Very little sunlight penetrates more than 650 feet (200 meters) below the ocean surface. Some of these fish reside three miles (5,000 meters) deep.
At such depths, bioluminescence (light emission by living organisms) is the only light source. Some of the ultra black fish have bioluminescent lures on their bodies to convince their prey close enough to be eaten.
The skin of these fish is among the blackest material known, as it absorbs light so efficiently that even in bright light they look like silhouettes, as Osborn discovered when trying to photograph them after they were brought to the surface.
The melanin pigment is abundant in this skin and is distributed in an unusual way.
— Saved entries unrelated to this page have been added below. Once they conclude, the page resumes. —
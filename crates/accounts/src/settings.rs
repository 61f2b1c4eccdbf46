use rust_decimal::Decimal;
use serde::{Deserialize, Serialize};

use fatoura_core::validation::{optional_email, optional_text, percent, required_text};
use fatoura_core::{Currency, DomainError, DomainResult};

use crate::account::MAX_CREDITS;

/// Key under which [`AdminGeneralSettings`] is stored in the global settings map.
pub const ADMIN_GENERAL_SETTINGS_KEY: &str = "admin_general_settings";

const DEFAULT_INVOICE_PREFIX: &str = "INV-{YEAR}-";

/// Legal form of the business. Auto-entrepreneurs do not charge TVA.
#[derive(Debug, Clone, Copy, PartialEq, Eq, Default, Serialize, Deserialize)]
#[serde(rename_all = "kebab-case")]
pub enum BusinessType {
    #[default]
    Company,
    AutoEntrepreneur,
}

impl BusinessType {
    pub fn is_tax_exempt(self) -> bool {
        self == BusinessType::AutoEntrepreneur
    }
}

#[derive(Debug, Clone, Copy, PartialEq, Eq, Serialize, Deserialize)]
#[serde(rename_all = "lowercase")]
pub enum AutoEntrepreneurType {
    Services,
    Commercial,
    Industrial,
    Artisanal,
}

/// Per-account company profile printed on invoices.
///
/// ICE/IF/RC are Moroccan registration identifiers and are kept opaque.
#[derive(Debug, Clone, PartialEq, Eq, Serialize, Deserialize)]
#[serde(rename_all = "camelCase")]
pub struct CompanySettings {
    pub name: String,
    #[serde(default)]
    pub email: Option<String>,
    #[serde(default)]
    pub phone: Option<String>,
    #[serde(default)]
    pub address: Option<String>,
    #[serde(default)]
    pub ice: Option<String>,
    #[serde(default)]
    pub iff: Option<String>,
    #[serde(default)]
    pub rc: Option<String>,
    pub default_tax_rate: Decimal,
    pub default_currency: Currency,
    pub business_type: BusinessType,
    #[serde(default)]
    pub auto_entrepreneur_type: Option<AutoEntrepreneurType>,
    pub invoice_number_prefix: String,
    #[serde(default)]
    pub default_notes: Option<String>,
}

impl CompanySettings {
    /// Fresh settings for a newly provisioned company.
    pub fn for_company(name: impl Into<String>, defaults: &DefaultInvoiceSettings) -> Self {
        Self {
            name: name.into(),
            email: None,
            phone: None,
            address: None,
            ice: None,
            iff: None,
            rc: None,
            default_tax_rate: defaults.tax_rate,
            default_currency: defaults.currency,
            business_type: BusinessType::Company,
            auto_entrepreneur_type: None,
            invoice_number_prefix: DEFAULT_INVOICE_PREFIX.to_string(),
            default_notes: None,
        }
    }

    pub fn is_tax_exempt(&self) -> bool {
        self.business_type.is_tax_exempt()
    }

    /// Normalize and validate every field.
    pub fn validated(self) -> DomainResult<Self> {
        let auto_entrepreneur_type = match self.business_type {
            BusinessType::AutoEntrepreneur => self.auto_entrepreneur_type,
            // The sub-type only means something for auto-entrepreneurs.
            BusinessType::Company => None,
        };

        Ok(Self {
            name: required_text("name", &self.name, 255)?,
            email: optional_email("email", self.email.as_deref())?,
            phone: optional_text("phone", self.phone.as_deref(), Some(20))?,
            address: optional_text("address", self.address.as_deref(), None)?,
            ice: optional_text("ice", self.ice.as_deref(), Some(50))?,
            iff: optional_text("iff", self.iff.as_deref(), Some(50))?,
            rc: optional_text("rc", self.rc.as_deref(), Some(100))?,
            default_tax_rate: percent("default_tax_rate", self.default_tax_rate)?,
            default_currency: self.default_currency,
            business_type: self.business_type,
            auto_entrepreneur_type,
            invoice_number_prefix: required_text(
                "invoice_number_prefix",
                &self.invoice_number_prefix,
                50,
            )?,
            default_notes: optional_text("default_notes", self.default_notes.as_deref(), None)?,
        })
    }
}

/// Partial update of [`CompanySettings`]; absent fields keep their current value.
#[derive(Debug, Clone, Default, PartialEq, Eq, Deserialize)]
#[serde(rename_all = "camelCase")]
pub struct CompanySettingsPatch {
    pub name: Option<String>,
    pub email: Option<String>,
    pub phone: Option<String>,
    pub address: Option<String>,
    pub ice: Option<String>,
    pub iff: Option<String>,
    pub rc: Option<String>,
    pub default_tax_rate: Option<Decimal>,
    pub default_currency: Option<Currency>,
    pub business_type: Option<BusinessType>,
    pub auto_entrepreneur_type: Option<AutoEntrepreneurType>,
    pub invoice_number_prefix: Option<String>,
    pub default_notes: Option<String>,
}

impl CompanySettingsPatch {
    /// Merge onto `current` and validate the result.
    pub fn apply(self, current: &CompanySettings) -> DomainResult<CompanySettings> {
        let current = current.clone();
        CompanySettings {
            name: self.name.unwrap_or(current.name),
            email: self.email.or(current.email),
            phone: self.phone.or(current.phone),
            address: self.address.or(current.address),
            ice: self.ice.or(current.ice),
            iff: self.iff.or(current.iff),
            rc: self.rc.or(current.rc),
            default_tax_rate: self.default_tax_rate.unwrap_or(current.default_tax_rate),
            default_currency: self.default_currency.unwrap_or(current.default_currency),
            business_type: self.business_type.unwrap_or(current.business_type),
            auto_entrepreneur_type: self.auto_entrepreneur_type.or(current.auto_entrepreneur_type),
            invoice_number_prefix: self
                .invoice_number_prefix
                .unwrap_or(current.invoice_number_prefix),
            default_notes: self.default_notes.or(current.default_notes),
        }
        .validated()
    }
}

#[derive(Debug, Clone, PartialEq, Eq, Serialize, Deserialize)]
#[serde(rename_all = "camelCase")]
pub struct RegistrationSettings {
    pub allow_registration: bool,
    pub initial_credits: u32,
}

#[derive(Debug, Clone, PartialEq, Eq, Serialize, Deserialize)]
#[serde(rename_all = "camelCase")]
pub struct DefaultInvoiceSettings {
    pub currency: Currency,
    pub tax_rate: Decimal,
}

/// Platform-wide settings edited from the back-office.
#[derive(Debug, Clone, PartialEq, Eq, Serialize, Deserialize)]
#[serde(rename_all = "camelCase")]
pub struct AdminGeneralSettings {
    pub registration: RegistrationSettings,
    pub default_invoice: DefaultInvoiceSettings,
}

impl Default for AdminGeneralSettings {
    fn default() -> Self {
        Self {
            registration: RegistrationSettings {
                allow_registration: true,
                initial_credits: 5,
            },
            default_invoice: DefaultInvoiceSettings {
                currency: Currency::Mad,
                tax_rate: Decimal::from(20),
            },
        }
    }
}

impl AdminGeneralSettings {
    pub fn validated(self) -> DomainResult<Self> {
        percent("defaultInvoice.taxRate", self.default_invoice.tax_rate)?;
        if self.registration.initial_credits > MAX_CREDITS {
            return Err(DomainError::validation(format!(
                "registration.initialCredits must not exceed {MAX_CREDITS}"
            )));
        }
        Ok(self)
    }
}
By packaging melanosomes of perfect size and shape (pigment-filled structures within skin cells) in tight, continuous layers on the skin’s surface, the fish ensure that essentially all of the light reaching them reaches this layer and never escape.
“This mechanism of making thin and flexible ultra black material,” said Osborn, “could be used to create ultra black materials for high-tech optics or for camouflage material for night operations.”